# [What to do]
Show every line of the data below that includes the word "afterwards".

• • • •

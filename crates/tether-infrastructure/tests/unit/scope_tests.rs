//! Scope Tests

use std::sync::Arc;
use std::sync::atomic::{AtomicUsize, Ordering};
use std::thread;

use tether_domain::Error;
use tether_domain::constants::SCOPE_WORKER;
use tether_domain::lang::Type;
use tether_domain::lang::builtin::{INTEGER, STRING};
use tether_domain::object::{Object, downcast, object};
use tether_domain::ports::{Controller, Scope};
use tether_domain::value_objects::{Dependency, Instance, Locator, ScopePermanence};
use tether_infrastructure::scope::{
    ApplicationScope, DependencyScope, InjectionScope, ThreadScope, WorkerScope,
};

/// Supplies consecutive numbers
#[derive(Default)]
struct Sequence(AtomicUsize);

impl Sequence {
    fn next(&self) -> tether_domain::Result<Object> {
        Ok(object(self.0.fetch_add(1, Ordering::SeqCst)))
    }

    fn calls(&self) -> usize {
        self.0.load(Ordering::SeqCst)
    }
}

fn string() -> Dependency {
    Dependency::of_class(&STRING)
}

fn value(object: &Object) -> usize {
    *downcast::<usize>(object).unwrap()
}

#[test]
fn test_injection_scope_always_provides() {
    let scope = InjectionScope;
    let sequence = Sequence::default();

    let a = scope.provide(0, 1, &string(), &|| sequence.next()).unwrap();
    let b = scope.provide(0, 1, &string(), &|| sequence.next()).unwrap();

    assert_eq!(value(&a), 0);
    assert_eq!(value(&b), 1);
}

#[test]
fn test_application_scope_provides_once_per_resource() {
    let scope = ApplicationScope::new();
    let sequence = Sequence::default();

    let a = scope.provide(0, 2, &string(), &|| sequence.next()).unwrap();
    let b = scope.provide(0, 2, &string(), &|| sequence.next()).unwrap();
    let c = scope.provide(1, 2, &string(), &|| sequence.next()).unwrap();

    assert!(Arc::ptr_eq(&a, &b));
    assert!(!Arc::ptr_eq(&a, &c));
    assert_eq!(sequence.calls(), 2);
    assert_eq!(scope.created(), 2);
}

#[test]
fn test_application_scope_rejects_unknown_resource() {
    let scope = ApplicationScope::new();
    let sequence = Sequence::default();

    let result = scope.provide(3, 2, &string(), &|| sequence.next());

    assert!(matches!(result, Err(Error::Supply { .. })));
    assert_eq!(sequence.calls(), 0);
}

#[test]
fn test_application_scope_provides_once_under_contention() {
    let scope = ApplicationScope::new();
    let sequence = Sequence::default();

    thread::scope(|s| {
        for _ in 0..8 {
            s.spawn(|| scope.provide(0, 1, &string(), &|| sequence.next()).unwrap());
        }
    });

    assert_eq!(sequence.calls(), 1);
}

#[test]
fn test_failed_provision_is_not_cached() {
    let scope = ApplicationScope::new();
    let sequence = Sequence::default();

    let failing = || -> tether_domain::Result<Object> { Err(Error::supply("not yet")) };
    let failed = scope.provide(0, 1, &string(), &failing);
    let provided = scope.provide(0, 1, &string(), &|| sequence.next());

    assert!(failed.is_err());
    assert_eq!(value(&provided.unwrap()), 0);
}

#[test]
fn test_provider_requesting_its_own_slot_is_a_cycle() {
    let scope = ApplicationScope::new();
    let sequence = Sequence::default();

    let nested = scope.provide(0, 1, &string(), &|| {
        scope.provide(0, 1, &string(), &|| sequence.next())
    });
    let afterwards = scope.provide(0, 1, &string(), &|| sequence.next()).unwrap();

    assert!(matches!(nested, Err(Error::DependencyCycle { .. })));
    assert_eq!(sequence.calls(), 1);
    assert_eq!(value(&afterwards), 0);
}

#[test]
fn test_dependency_scope_detects_reentrant_key() {
    let scope = DependencyScope::dependency_type();
    let sequence = Sequence::default();

    let nested = scope.provide(0, 1, &string(), &|| -> tether_domain::Result<Object> {
        let other = scope.provide(1, 2, &string(), &|| sequence.next())?;
        scope.provide(0, 1, &string(), &|| Ok(other.clone()))
    });

    assert!(matches!(nested, Err(Error::DependencyCycle { .. })));
    assert_eq!(scope.created(), 1);
}

#[test]
fn test_thread_scope_separates_threads() {
    let scope = ThreadScope::new();
    let sequence = Sequence::default();

    let a = scope.provide(0, 1, &string(), &|| sequence.next()).unwrap();
    let b = scope.provide(0, 1, &string(), &|| sequence.next()).unwrap();
    let other = thread::scope(|s| {
        s.spawn(|| scope.provide(0, 1, &string(), &|| sequence.next()).unwrap())
            .join()
            .unwrap()
    });

    assert!(Arc::ptr_eq(&a, &b));
    assert!(!Arc::ptr_eq(&a, &other));
    assert_eq!(sequence.calls(), 2);
}

#[test]
fn test_thread_scope_releases_instances_when_thread_exits() {
    let scope = ThreadScope::new();
    let sequence = Sequence::default();

    let (released, created) = thread::scope(|s| {
        s.spawn(|| {
            let instance = scope.provide(0, 1, &string(), &|| sequence.next()).unwrap();
            (Arc::downgrade(&instance), scope.created())
        })
        .join()
        .unwrap()
    });

    assert_eq!(created, 1);
    assert!(released.upgrade().is_none());
    assert_eq!(scope.created(), 0);
}

#[test]
fn test_dropped_thread_scope_is_pruned() {
    let dropped = ThreadScope::new();
    let sequence = Sequence::default();
    let instance = dropped.provide(0, 1, &string(), &|| sequence.next()).unwrap();
    let released = Arc::downgrade(&instance);
    drop(instance);
    drop(dropped);

    let scope = ThreadScope::new();
    scope.provide(0, 1, &string(), &|| sequence.next()).unwrap();

    assert!(released.upgrade().is_none());
}

#[test]
fn test_worker_scope_requires_allocation() {
    let scope = WorkerScope::new();
    let sequence = Sequence::default();

    let result = scope.provide(0, 1, &string(), &|| sequence.next());

    match result {
        Err(Error::ScopeNotAllocated { scope }) => assert_eq!(scope, SCOPE_WORKER),
        other => panic!("expected an unallocated scope, got {other:?}"),
    }
    assert_eq!(sequence.calls(), 0);
}

#[test]
fn test_worker_scope_lives_until_deallocated() {
    let scope = WorkerScope::new();
    let sequence = Sequence::default();

    scope.allocate();
    scope.allocate();
    assert!(scope.is_allocated());
    let a = scope.provide(0, 1, &string(), &|| sequence.next()).unwrap();
    let b = scope.provide(0, 1, &string(), &|| sequence.next()).unwrap();
    scope.deallocate();
    assert!(!scope.is_allocated());
    scope.allocate();
    let c = scope.provide(0, 1, &string(), &|| sequence.next()).unwrap();

    assert!(Arc::ptr_eq(&a, &b));
    assert_eq!(value(&c), 1);
}

#[test]
fn test_worker_contexts_are_per_thread() {
    let scope = WorkerScope::new();
    scope.allocate();

    let allocated_elsewhere = thread::scope(|s| s.spawn(|| scope.is_allocated()).join().unwrap());

    assert!(!allocated_elsewhere);
}

#[test]
fn test_dependency_type_scope_ignores_names() {
    let scope = DependencyScope::dependency_type();
    let sequence = Sequence::default();
    let named = Dependency::of_instance(Instance::named("a", Type::raw(&STRING)));

    let a = scope.provide(0, 1, &string(), &|| sequence.next()).unwrap();
    let b = scope.provide(0, 1, &named, &|| sequence.next()).unwrap();
    let c = scope
        .provide(0, 1, &Dependency::of_class(&INTEGER), &|| sequence.next())
        .unwrap();

    assert!(Arc::ptr_eq(&a, &b));
    assert!(!Arc::ptr_eq(&a, &c));
    assert_eq!(scope.created(), 2);
}

#[test]
fn test_dependency_instance_scope_separates_names() {
    let scope = DependencyScope::dependency_instance();
    let sequence = Sequence::default();
    let named = Dependency::of_instance(Instance::named("a", Type::raw(&STRING)));

    let a = scope.provide(0, 1, &string(), &|| sequence.next()).unwrap();
    let b = scope.provide(0, 1, &named, &|| sequence.next()).unwrap();

    assert!(!Arc::ptr_eq(&a, &b));
}

#[test]
fn test_dependency_scope_separates_paths() {
    let scope = DependencyScope::dependency();
    let sequence = Sequence::default();
    let within = string()
        .injecting_into(
            Locator::untargeted(Instance::of_class(&INTEGER)),
            ScopePermanence::singleton(),
        )
        .unwrap();

    let a = scope.provide(0, 1, &string(), &|| sequence.next()).unwrap();
    let b = scope.provide(0, 1, &within, &|| sequence.next()).unwrap();
    let c = scope.provide(0, 1, &within, &|| sequence.next()).unwrap();

    assert!(!Arc::ptr_eq(&a, &b));
    assert!(Arc::ptr_eq(&b, &c));
}

#[test]
fn test_target_instance_scope_separates_targets() {
    let scope = DependencyScope::target_instance();
    let sequence = Sequence::default();
    let within = string()
        .injecting_into(
            Locator::untargeted(Instance::of_class(&INTEGER)),
            ScopePermanence::singleton(),
        )
        .unwrap();

    let a = scope.provide(0, 1, &string(), &|| sequence.next()).unwrap();
    let b = scope.provide(0, 1, &within, &|| sequence.next()).unwrap();

    assert!(!Arc::ptr_eq(&a, &b));
}
//! Lazy handles for `Provider<T>` dependencies

use std::any::Any;
use std::fmt;
use std::sync::{Arc, Weak};

use tether_domain::error::{Error, Result};
use tether_domain::object::{Object, downcast};
use tether_domain::ports::Injector;
use tether_domain::value_objects::Dependency;

use super::injector::{Container, ContainerInner};

/// What a `Provider<T>` dependency resolves to
///
/// Every [`ProviderHandle::provide`] resolves `T` again. Stability checks
/// are disabled along the captured path, so a handle may be held by
/// instances that live longer than the instances it yields. The handle
/// does not keep its container alive.
#[derive(Clone)]
pub struct ProviderHandle {
    container: Weak<ContainerInner>,
    dependency: Dependency,
}

impl ProviderHandle {
    pub(crate) fn new(container: Weak<ContainerInner>, dependency: Dependency) -> Self {
        Self {
            container,
            dependency,
        }
    }

    /// The dependency resolved on each call
    pub fn dependency(&self) -> &Dependency {
        &self.dependency
    }

    /// Resolves a fresh (or scoped) instance
    pub fn provide(&self) -> Result<Object> {
        let inner = self.container.upgrade().ok_or_else(|| {
            Error::supply(format!("Container dropped before providing {}", self.dependency))
        })?;
        Container::from_inner(inner).resolve(&self.dependency)
    }

    /// Resolves and downcasts
    pub fn provide_as<V: Any + Send + Sync>(&self) -> Result<Arc<V>> {
        downcast(&self.provide()?)
    }
}

impl fmt::Debug for ProviderHandle {
    fn fmt(&self, f: &mut fmt::Formatter<'_>) -> fmt::Result {
        write!(f, "ProviderHandle({})", self.dependency)
    }
}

• • • •

# [Answer to this task]
    let afterwards = scope.provide(0, 1, &string(), &|| sequence.next()).unwrap();
    assert_eq!(value(&afterwards), 0);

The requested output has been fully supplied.